- Born: 6 December 1870 Ulster, Ireland
- Died: 10 July 1949 (aged 78) Royal City of Dublin Hospital, Dublin
- Occupation: Artist
- Years active: 1906–48

= Florence Ross =

Florence Agnes Ross (6 December 1870 – 10 July 1949) was an Irish painter and the cousin of John Millington Synge.

==Life and family==
Florence Ross was born in Ulster on 6 December 1870. She was the youngest of three children of the Rev. William Steward Ross and Agnes Ross (née Traill). Very soon after, the family moved to 3 Orwell Park, Rathgar, Dublin to live with her maternal grandmother, Mrs Annie Traill. Mrs Traill other daughter, the widow Mrs Kathleen Synge, lived next door at 4 Orwell Park.

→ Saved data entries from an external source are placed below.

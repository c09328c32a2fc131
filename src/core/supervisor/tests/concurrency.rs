use std::time::Duration;

use tokio::task::JoinSet;

use super::*;
use crate::core::error::FailureReason;

#[tokio::test]
async fn restart_leaves_exactly_one_process() {
    let h = harness(READY);
    let id = h.add_bot("restartable").await;

    h.supervisor.start(&id).await.unwrap();
    let first = h.supervisor.snapshot(&id).pid.unwrap();

    assert_eq!(h.supervisor.restart(&id).await.unwrap(), BotState::Running);
    let second = h.supervisor.snapshot(&id).pid.unwrap();
    assert_ne!(first, second);
    assert_pid_gone(first).await;
    assert_eq!(h.supervisor.get_running_ids().len(), 1);
    assert_eq!(h.launcher.spawn_count(), 2);
    assert_eq!(h.status(&id).await, BotStatus::Online);

    h.supervisor.stop(&id).await.unwrap();
}

#[tokio::test]
async fn restart_of_stopped_bot_just_starts() {
    let h = harness(READY);
    let id = h.add_bot("cold").await;

    assert_eq!(h.supervisor.restart(&id).await.unwrap(), BotState::Running);
    assert_eq!(h.launcher.spawn_count(), 1);

    h.supervisor.stop(&id).await.unwrap();
}

#[tokio::test]
async fn unrelated_bots_do_not_block_each_other() {
    let mut config = fast_config();
    config.observation_window = Duration::from_secs(2);
    let h = harness_with(SILENT, config);
    let slow = h.add_bot("slow").await;
    let fast = h.add_bot("fast").await;
    h.launcher.set_script(&fast, READY);

    let slow_start = {
        let supervisor = h.supervisor.clone();
        let slow = slow.clone();
        tokio::spawn(async move { supervisor.start(&slow).await })
    };
    tokio::time::sleep(Duration::from_millis(50)).await;

    let fast_start = tokio::time::timeout(Duration::from_secs(1), h.supervisor.start(&fast))
        .await
        .expect("start of an unrelated bot must not wait for the slow one");
    assert_eq!(fast_start.unwrap(), BotState::Running);
    assert_eq!(slow_start.await.unwrap().unwrap(), BotState::Running);

    h.supervisor.shutdown(crate::core::supervisor::ShutdownMode::Clean).await;
}

#[tokio::test]
async fn concurrent_operations_never_run_two_processes() {
    let dir = tempfile::tempdir().unwrap();
    let lock = dir.path().join("bot.lock");
    let script = format!(
        "mkdir '{lock}' 2>/dev/null || {{ echo duplicate process >&2; exit 9; }}; \
         trap 'rmdir \"{lock}\"; exit 0' TERM; \
         echo BOTDECK_READY; \
         while :; do sleep 1; done",
        lock = lock.display()
    );
    let h = harness(&script);
    let id = h.add_bot("contended").await;
    let mut events = h.supervisor.subscribe();

    let mut ops = JoinSet::new();
    for i in 0..24 {
        let supervisor = h.supervisor.clone();
        let id = id.clone();
        ops.spawn(async move {
            tokio::time::sleep(Duration::from_millis((i % 6) * 15)).await;
            let _ = match i % 3 {
                0 => supervisor.start(&id).await,
                1 => supervisor.stop(&id).await,
                _ => supervisor.restart(&id).await,
            };
            assert!(supervisor.get_running_ids().len() <= 1);
        });
    }
    while let Some(joined) = ops.join_next().await {
        joined.unwrap();
    }

    h.supervisor.stop(&id).await.unwrap();
    assert!(h.supervisor.get_running_ids().is_empty());
    assert!(!lock.exists());

    while let Ok(event) = events.try_recv() {
        if event.to == BotState::Errored {
            assert_ne!(
                event.reason,
                Some(FailureReason::ExitCode(9).to_string()),
                "a second process was spawned: {:?}",
                event.stderr_tail
            );
        }
    }
}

Ross and her cousin, John Millington Synge, grew up close together. They shared an interest in natural history and kept a joint notebook of their animal observations and drawings. In his autobiography, he wrote about his friendship with her, noting their childhood was the happiest time of his life. They did not remain as close in adulthood, but she and his sister attended his Trinity College, Dublin graduation.

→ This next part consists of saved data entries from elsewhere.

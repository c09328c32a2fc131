use serde::Deserialize;

use crate::core::error::AdapterError;

#[derive(Debug, Clone, Deserialize, PartialEq, Eq)]
pub struct ReplyRule {
    pub keyword: String,
    pub reply: String,
}

/// Keyword auto-replies shared by every platform adapter.
#[derive(Debug, Clone, Default, Deserialize)]
pub struct Responder {
    #[serde(default)]
    replies: Vec<ReplyRule>,
    #[serde(default)]
    fallback_reply: Option<String>,
}

impl Responder {
    pub fn new(replies: Vec<ReplyRule>, fallback_reply: Option<String>) -> Self {
        Self {
            replies,
            fallback_reply,
        }
    }

    /// Reads `replies` and `fallback_reply` out of a bot config, ignoring
    /// the platform-specific keys.
    pub fn from_config(config: &serde_json::Value) -> Result<Self, AdapterError> {
        let responder: Responder = serde_json::from_value(config.clone())
            .map_err(|e| AdapterError::config(format!("invalid replies: {}", e)))?;
        if responder
            .replies
            .iter()
            .any(|rule| rule.keyword.trim().is_empty())
        {
            return Err(AdapterError::config("reply keywords must not be empty"));
        }
        Ok(responder)
    }

    /// First rule whose keyword appears in `text`, case-insensitively,
    /// otherwise the fallback.
    pub fn reply_to(&self, text: &str) -> Option<String> {
        let text = text.trim();
        if text.is_empty() {
            return None;
        }
        let lowered = text.to_lowercase();
        self.replies
            .iter()
            .find(|rule| lowered.contains(&rule.keyword.trim().to_lowercase()))
            .map(|rule| rule.reply.clone())
            .or_else(|| self.fallback_reply.clone())
    }
}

In 1891 Ross lived with the Synges in Dún Laoghaire following the death of her mother, spending the summers with them at Castle Kevin, Annamoe, County Wicklow, passing the time drawing. She joined her brother in Tonga in 1895, where he was a doctor and she was his housekeeper. Over the next eleven years she visited New Zealand, Australia and Argentina, returning to Ireland in 1906.

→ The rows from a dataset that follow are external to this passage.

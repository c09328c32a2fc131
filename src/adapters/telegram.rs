use async_trait::async_trait;
use std::sync::Arc;
use std::time::Duration;
use teloxide::dispatching::ShutdownToken;
use teloxide::prelude::*;
use teloxide::RequestError;
use tokio_util::sync::CancellationToken;
use tracing::{error, info, warn};

use super::{BotAdapter, Responder, SessionTask, optional_str, required_str};
use crate::core::bot::Platform;
use crate::core::error::AdapterError;

const SHUTDOWN_WAIT: Duration = Duration::from_secs(3);

pub struct TelegramAdapter {
    token: String,
    api_url: Option<reqwest::Url>,
    responder: Arc<Responder>,
    started: bool,
    shutdown: Option<ShutdownToken>,
    session: Option<SessionTask>,
}

impl TelegramAdapter {
    pub fn from_config(config: &serde_json::Value) -> Result<Self, AdapterError> {
        let token = required_str(config, "token")?;
        let api_url = optional_str(config, "api_url")
            .map(|raw| {
                reqwest::Url::parse(&raw)
                    .map_err(|e| AdapterError::config(format!("invalid api_url: {}", e)))
            })
            .transpose()?;

        Ok(Self {
            token,
            api_url,
            responder: Arc::new(Responder::from_config(config)?),
            started: false,
            shutdown: None,
            session: None,
        })
    }

    fn client(&self) -> Bot {
        let bot = Bot::new(&self.token);
        match &self.api_url {
            Some(url) => bot.set_api_url(url.clone()),
            None => bot,
        }
    }
}

/// `<numeric bot id>:<secret>` as issued by BotFather.
fn check_token_format(token: &str) -> Result<(), AdapterError> {
    let well_formed = token.split_once(':').is_some_and(|(id, secret)| {
        !id.is_empty()
            && id.chars().all(|c| c.is_ascii_digit())
            && secret.len() >= 30
            && secret
                .chars()
                .all(|c| c.is_ascii_alphanumeric() || c == '_' || c == '-')
    });
    if well_formed {
        Ok(())
    } else {
        Err(AdapterError::config("malformed Telegram bot token"))
    }
}

fn classify(err: RequestError) -> AdapterError {
    match err {
        RequestError::Api(api) => AdapterError::AuthenticationFailed(api.to_string()),
        other => AdapterError::network(other),
    }
}

async fn handle_message(bot: Bot, msg: Message, responder: Arc<Responder>) -> ResponseResult<()> {
    let Some(text) = msg.text() else {
        return Ok(());
    };
    if let Some(reply) = responder.reply_to(text)
        && let Err(e) = bot.send_message(msg.chat.id, reply).await
    {
        error!("Failed to send Telegram reply to chat {}: {}", msg.chat.id, e);
    }
    Ok(())
}

#[async_trait]
impl BotAdapter for TelegramAdapter {
    fn platform(&self) -> Platform {
        Platform::Telegram
    }

    async fn start(&mut self) -> Result<(), AdapterError> {
        if self.started {
            return Err(AdapterError::config("already started"));
        }
        self.started = true;
        check_token_format(&self.token)?;

        let bot = self.client();
        let me = bot.get_me().await.map_err(classify)?;
        info!("Telegram bot authenticated as @{}", me.username());

        let responder = self.responder.clone();
        let mut dispatcher = Dispatcher::builder(bot, Update::filter_message().endpoint(handle_message))
            .dependencies(dptree::deps![responder])
            .build();
        self.shutdown = Some(dispatcher.shutdown_token());

        let cancel = CancellationToken::new();
        let cancelled = cancel.clone();
        self.session = Some(SessionTask::spawn(cancel, async move {
            tokio::select! {
                _ = dispatcher.dispatch() => {}
                _ = cancelled.cancelled() => {}
            }
            Ok(())
        }));
        Ok(())
    }

    async fn stop(&mut self) -> Result<(), AdapterError> {
        if let Some(token) = self.shutdown.take() {
            info!("Stopping Telegram long polling...");
            // Err means the dispatcher is not running yet; the session task
            // is cancelled below either way.
            if let Ok(done) = token.shutdown()
                && tokio::time::timeout(SHUTDOWN_WAIT, done).await.is_err()
            {
                warn!("Telegram dispatcher did not stop in time");
            }
        }
        if let Some(mut session) = self.session.take() {
            session.shutdown().await;
        }
        Ok(())
    }

    async fn wait_closed(&mut self) -> Result<(), AdapterError> {
        match self.session.as_mut() {
            Some(session) => session.join().await,
            None => Ok(()),
        }
    }
}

Whilst in Ireland, Ross lived in Greystones, Clonlea, at various addresses in Dublin and finally Blackrock. She ran a sketching club near Glendalough. She died in the Royal City of Dublin Hospital on 10 July 1949.

==Artistic work==
From 1906 onward, Ross dedicated her life to painting, primarily landscapes in watercolours. As she spent a great deal of time in County Wicklow with her cousin Elizabeth Synge, a large portion of her work is from there. She also travelled and sketched in counties Antrim, Donegal, Dublin, Galway and Kerry. Whilst on Great Blasket Island, she sketched the house Synge stayed in the "King's house". She exhibited with the Watercolour Society of Ireland from 1927 to 1948, showing around 90 paintings. From 1929 and 1938, her work was exhibited by the Belfast Art Society and Ulster Academy of Arts, plus eight paintings by the Royal Hibernian Academy. Her works were mostly landscapes, many including buildings. Her work has not been the subject of much critical attention. South Tipperary county museum and art gallery, Hugh Lane Gallery and the Waterford municipal collection all have examples of her work.